The Digital_Suitor (Part I)

You meet the Digital_Suitor on [insert dating website here]. The Digital_Suitor suggests you switch to e-mail. The Digital_Suitor’s e-mail address is the name of his ex-dog. The Digital_Suitor does not tell you his last name. The Digital_Suitor does not tell you his last name because he does not want to race to the finish line.

August Evans

You meet the Digital_Suitor on [insert dating website here].

The Digital_Suitor suggests you switch to e-mail.

The Digital_Suitor’s e-mail address is the name of his ex-dog.

The Digital_Suitor does not tell you his last name.

The Digital_Suitor does not tell you his last name because he does not want to race to the finish line.

The Digital_Suitor believes racing to the finish line is a problem, particularly with women he meets on [insert dating website here], who all seem to be in a big hurry for late-night runs of puppy pads and tampons.

Your e-mail address, however, contains your last name, which makes you feel oddly vulnerable, like the Digital_Suitor already has something over on you.

The Digital_Suitor writes long, circuitous e-mails, containing requests like, “Play your privacy card for me,” and “What gets you going each day?”

You’re unsure how to reply, as you’ve recently relocated to a new city after your liberal arts graduate program ended—hence the [insert dating website here]—and are barely eking by, juggling teaching webcam English classes to kids in China alongside three serving jobs, one of which occurs at an actual circus.

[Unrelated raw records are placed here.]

use crate::error::{ValueError, ValueResult};
use crate::functions::{interpret, CssFunctionValue, FunctionFamily, FunctionValue};
use crate::tokenizer::{tokenize, ValueToken};
use crate::value::{CssColorValue, CssStyleValue, CssUnitValue};
use std::fmt;
use std::ops::Range;
use tracing::debug;
use webwriter_common::CssConfig;
use webwriter_parser::{Location, ParseError};

/// The classified values of one CSS property value string, in source order
#[derive(Debug, Clone, Default, PartialEq)]
pub struct CssCompositeValue {
    values: Vec<CssStyleValue>,
    unrecognized: Vec<String>,
    important: bool,
}

impl CssCompositeValue {
    /// Parse with the default configuration, dropping unknown functions
    pub fn parse(css_text: &str) -> ValueResult<Self> {
        Self::parse_with(css_text, &CssConfig::default())
    }

    pub fn parse_with(css_text: &str, config: &CssConfig) -> ValueResult<Self> {
        debug!(value = css_text, "parsing composite value");
        let tokens = tokenize(css_text).map_err(|span| {
            ParseError::syntax(
                vec!["a CSS value".to_string()],
                format!("'{}'", &css_text[span.clone()]),
                Location::from_span(css_text, span),
            )
        })?;

        let mut parser = ValueParser {
            source: css_text,
            tokens,
            pos: 0,
            drop_unknown_functions: config.drop_unknown_functions,
            unrecognized: Vec::new(),
            enclosing: Vec::new(),
            important: false,
        };
        let values = parser.parse_values(false)?;
        Ok(Self {
            values,
            unrecognized: parser.unrecognized,
            important: parser.important,
        })
    }

    pub fn values(&self) -> &[CssStyleValue] {
        &self.values
    }

    pub fn iter(&self) -> std::slice::Iter<'_, CssStyleValue> {
        self.values.iter()
    }

    pub fn len(&self) -> usize {
        self.values.len()
    }

    pub fn is_empty(&self) -> bool {
        self.values.is_empty()
    }

    /// Names of the functions that were dropped because they are not known
    pub fn unrecognized(&self) -> &[String] {
        &self.unrecognized
    }

    /// Whether the value ends with `!important`
    pub fn is_important(&self) -> bool {
        self.important
    }
}

impl IntoIterator for CssCompositeValue {
    type Item = CssStyleValue;
    type IntoIter = std::vec::IntoIter<CssStyleValue>;

    fn into_iter(self) -> Self::IntoIter {
        self.values.into_iter()
    }
}

impl<'a> IntoIterator for &'a CssCompositeValue {
    type Item = &'a CssStyleValue;
    type IntoIter = std::slice::Iter<'a, CssStyleValue>;

    fn into_iter(self) -> Self::IntoIter {
        self.values.iter()
    }
}

impl fmt::Display for CssCompositeValue {
    fn fmt(&self, f: &mut fmt::Formatter<'_>) -> fmt::Result {
        for (i, value) in self.values.iter().enumerate() {
            if value.is_separator(',') {
                write!(f, ",")?;
                continue;
            }
            if i > 0 {
                write!(f, " ")?;
            }
            write!(f, "{}", value)?;
        }
        if self.important {
            write!(f, " !important")?;
        }
        Ok(())
    }
}

struct ValueParser<'src> {
    source: &'src str,
    tokens: Vec<(ValueToken<'src>, Range<usize>)>,
    pos: usize,
    drop_unknown_functions: bool,
    unrecognized: Vec<String>,
    /// Names of the functions whose arguments are being parsed
    enclosing: Vec<&'src str>,
    important: bool,
}

impl<'src> ValueParser<'src> {
    /// Values up to the end of input, or up to and including the closing `)` when nested
    fn parse_values(&mut self, nested: bool) -> ValueResult<Vec<CssStyleValue>> {
        let mut values = Vec::new();
        while let Some((token, span)) = self.advance() {
            let value = match token {
                ValueToken::Whitespace => continue,
                ValueToken::Comma => CssStyleValue::Separator(','),
                ValueToken::Slash => CssStyleValue::Separator('/'),
                ValueToken::RParen if nested => return Ok(values),
                ValueToken::Url(text) => url_token(text),
                ValueToken::Function(name) => match self.parse_function(name, span)? {
                    Some(value) => value,
                    None => continue,
                },
                ValueToken::DashedIdent(name) => CssStyleValue::VariableReference(name.to_string()),
                ValueToken::Ident(name) => CssStyleValue::Keyword(name.to_string()),
                ValueToken::Percentage(text) | ValueToken::Dimension(text) | ValueToken::Number(text) => {
                    let number = CssUnitValue::parse(text).ok_or_else(|| ValueError::InvalidNumber(text.to_string()))?;
                    CssStyleValue::Numeric(number)
                }
                ValueToken::Hash(text) => {
                    let color = CssColorValue::parse(text).ok_or_else(|| ValueError::InvalidColor(text.to_string()))?;
                    CssStyleValue::Color(color)
                }
                ValueToken::String(text) => CssStyleValue::String(unquote(text)),
                ValueToken::Delim("!") if !nested => {
                    self.parse_important(span)?;
                    continue;
                }
                ValueToken::LParen | ValueToken::RParen | ValueToken::Delim(_) => {
                    return Err(ParseError::syntax(
                        vec!["a CSS value".to_string()],
                        token.to_string(),
                        self.location(span),
                    )
                    .into())
                }
            };
            values.push(value);
        }

        if nested {
            let end = self.source.len();
            return Err(ParseError::syntax(vec!["')'".to_string()], "end of input", self.location(end..end)).into());
        }
        Ok(values)
    }

    /// `!important`, which may only end the value
    fn parse_important(&mut self, span: Range<usize>) -> ValueResult<()> {
        self.skip_whitespace();
        match self.advance() {
            Some((ValueToken::Ident(flag), _)) if flag.eq_ignore_ascii_case("important") => {}
            Some((token, span)) => {
                return Err(ParseError::syntax(vec!["'important'".to_string()], token.to_string(), self.location(span)).into())
            }
            None => {
                let end = self.source.len();
                return Err(ParseError::syntax(vec!["'important'".to_string()], "end of input", self.location(end..end)).into());
            }
        }
        self.skip_whitespace();
        if let Some((token, span)) = self.advance() {
            return Err(ParseError::syntax(vec!["end of input".to_string()], token.to_string(), self.location(span)).into());
        }
        debug!(at = span.start, "value is marked important");
        self.important = true;
        Ok(())
    }

    /// `None` when an unknown function was dropped
    fn parse_function(&mut self, name: &'src str, span: Range<usize>) -> ValueResult<Option<CssStyleValue>> {
        let start = span.start;
        // attr( name type(<syntax>) ) carries a value-definition syntax, kept as written
        if name.eq_ignore_ascii_case("type") && self.enclosing.last().is_some_and(|f| f.eq_ignore_ascii_case("attr")) {
            let end = self.skip_arguments()?;
            return Ok(Some(CssStyleValue::Function(Box::new(CssFunctionValue {
                name: name.to_string(),
                family: FunctionFamily::Reference,
                arguments: Vec::new(),
                value: FunctionValue::Plain,
                raw: self.source[start..end].to_string(),
            }))));
        }
        let Some(family) = FunctionFamily::of(name) else {
            let end = self.skip_arguments()?;
            if !self.drop_unknown_functions {
                return Err(ValueError::UnknownFunction {
                    name: name.to_string(),
                    location: self.location(start..end),
                });
            }
            debug!(function = name, "dropping unknown CSS function");
            self.unrecognized.push(name.to_string());
            return Ok(None);
        };

        if family == FunctionFamily::Math {
            let end = self.skip_arguments()?;
            let expression = self.source[span.end..end - 1].trim().to_string();
            return Ok(Some(CssStyleValue::Function(Box::new(CssFunctionValue {
                name: name.to_string(),
                family,
                arguments: Vec::new(),
                value: FunctionValue::Math { expression },
                raw: self.source[start..end].to_string(),
            }))));
        }

        self.enclosing.push(name);
        let arguments = self.parse_values(true);
        self.enclosing.pop();
        let arguments = arguments?;
        let raw = &self.source[start..self.last_end()];
        if family == FunctionFamily::Color && !matches!(name, "color-mix" | "light-dark") {
            if let Some(color) = CssColorValue::parse(raw) {
                return Ok(Some(CssStyleValue::Color(color)));
            }
        }

        let value = interpret(name, family, &arguments)?;
        Ok(Some(CssStyleValue::Function(Box::new(CssFunctionValue {
            name: name.to_string(),
            family,
            arguments,
            value,
            raw: raw.to_string(),
        }))))
    }

    /// Skip to the matching `)` and return the offset after it
    fn skip_arguments(&mut self) -> ValueResult<usize> {
        let mut depth = 1;
        while let Some((token, span)) = self.advance() {
            match token {
                ValueToken::LParen | ValueToken::Function(_) => depth += 1,
                ValueToken::RParen => {
                    depth -= 1;
                    if depth == 0 {
                        return Ok(span.end);
                    }
                }
                _ => {}
            }
        }
        let end = self.source.len();
        Err(ParseError::syntax(vec!["')'".to_string()], "end of input", self.location(end..end)).into())
    }

    // Helper methods

    fn skip_whitespace(&mut self) {
        while matches!(self.tokens.get(self.pos), Some((ValueToken::Whitespace, _))) {
            self.pos += 1;
        }
    }

    fn advance(&mut self) -> Option<(ValueToken<'src>, Range<usize>)> {
        let token = self.tokens.get(self.pos).cloned();
        if token.is_some() {
            self.pos += 1;
        }
        token
    }

    fn last_end(&self) -> usize {
        self.pos
            .checked_sub(1)
            .and_then(|i| self.tokens.get(i))
            .map(|(_, span)| span.end)
            .unwrap_or(0)
    }

    fn location(&self, span: Range<usize>) -> Location {
        Location::from_span(self.source, span)
    }
}

/// Unquoted `url(...)` token
fn url_token(text: &str) -> CssStyleValue {
    let url = text[4..text.len() - 1].trim().to_string();
    CssStyleValue::Function(Box::new(CssFunctionValue {
        name: "url".to_string(),
        family: FunctionFamily::Reference,
        arguments: Vec::new(),
        value: FunctionValue::Url { url },
        raw: text.to_string(),
    }))
}

/// Strip the quotes of a string token and resolve backslash escapes
fn unquote(text: &str) -> String {
    let inner = &text[1..text.len() - 1];
    let mut out = String::with_capacity(inner.len());
    let mut chars = inner.chars();
    while let Some(c) = chars.next() {
        match c {
            '\\' => {
                if let Some(escaped) = chars.next() {
                    out.push(escaped);
                }
            }
            c => out.push(c),
        }
    }
    out
}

Instead, you mention only that you are a “teacher of painting,” feeling fortunate the Digital_Suitor doesn’t press you on the details.

The Digital_Suitor asks about your past, serious relationships, writing, “Spill it.”

You’re unsure how to reply, as your two major past, serious relationships ended with one boyfriend picking up a heroin addiction, and the other fleeing his apartment via U-haul for the other end of the country, never to be seen again.

Instead, you mention how you like being part of a “creative partnership,” citing the “films” you and an ex made along Lake Michigan two summers ago, which were really just thirty seconds on an iPhone.

The Digital_Suitor, after two weeks of long, circuitous e-mails, sends you a YouTube video of an upbeat pop song indistinguishable from other pop songs, which are always upbeat.

The Digital_Suitor accompanies this video with the suggestion that, as you listen to the upbeat pop song, you “stand up and clap your hands,” because “if this music doesn’t make you happy, I certainly never will.”

You consider the desperation of your present situation to be signaled by the fact that you actually try this technique. You stand up beside the slab of wood sutured to the wall that you’re fortunate your apartment came with, as you can’t afford a desk, and play the video and try clapping your hands along with the beats. But as much as you try, you can’t get into it. The song sounds like a child’s boom box, and it’s too early in the morning for this.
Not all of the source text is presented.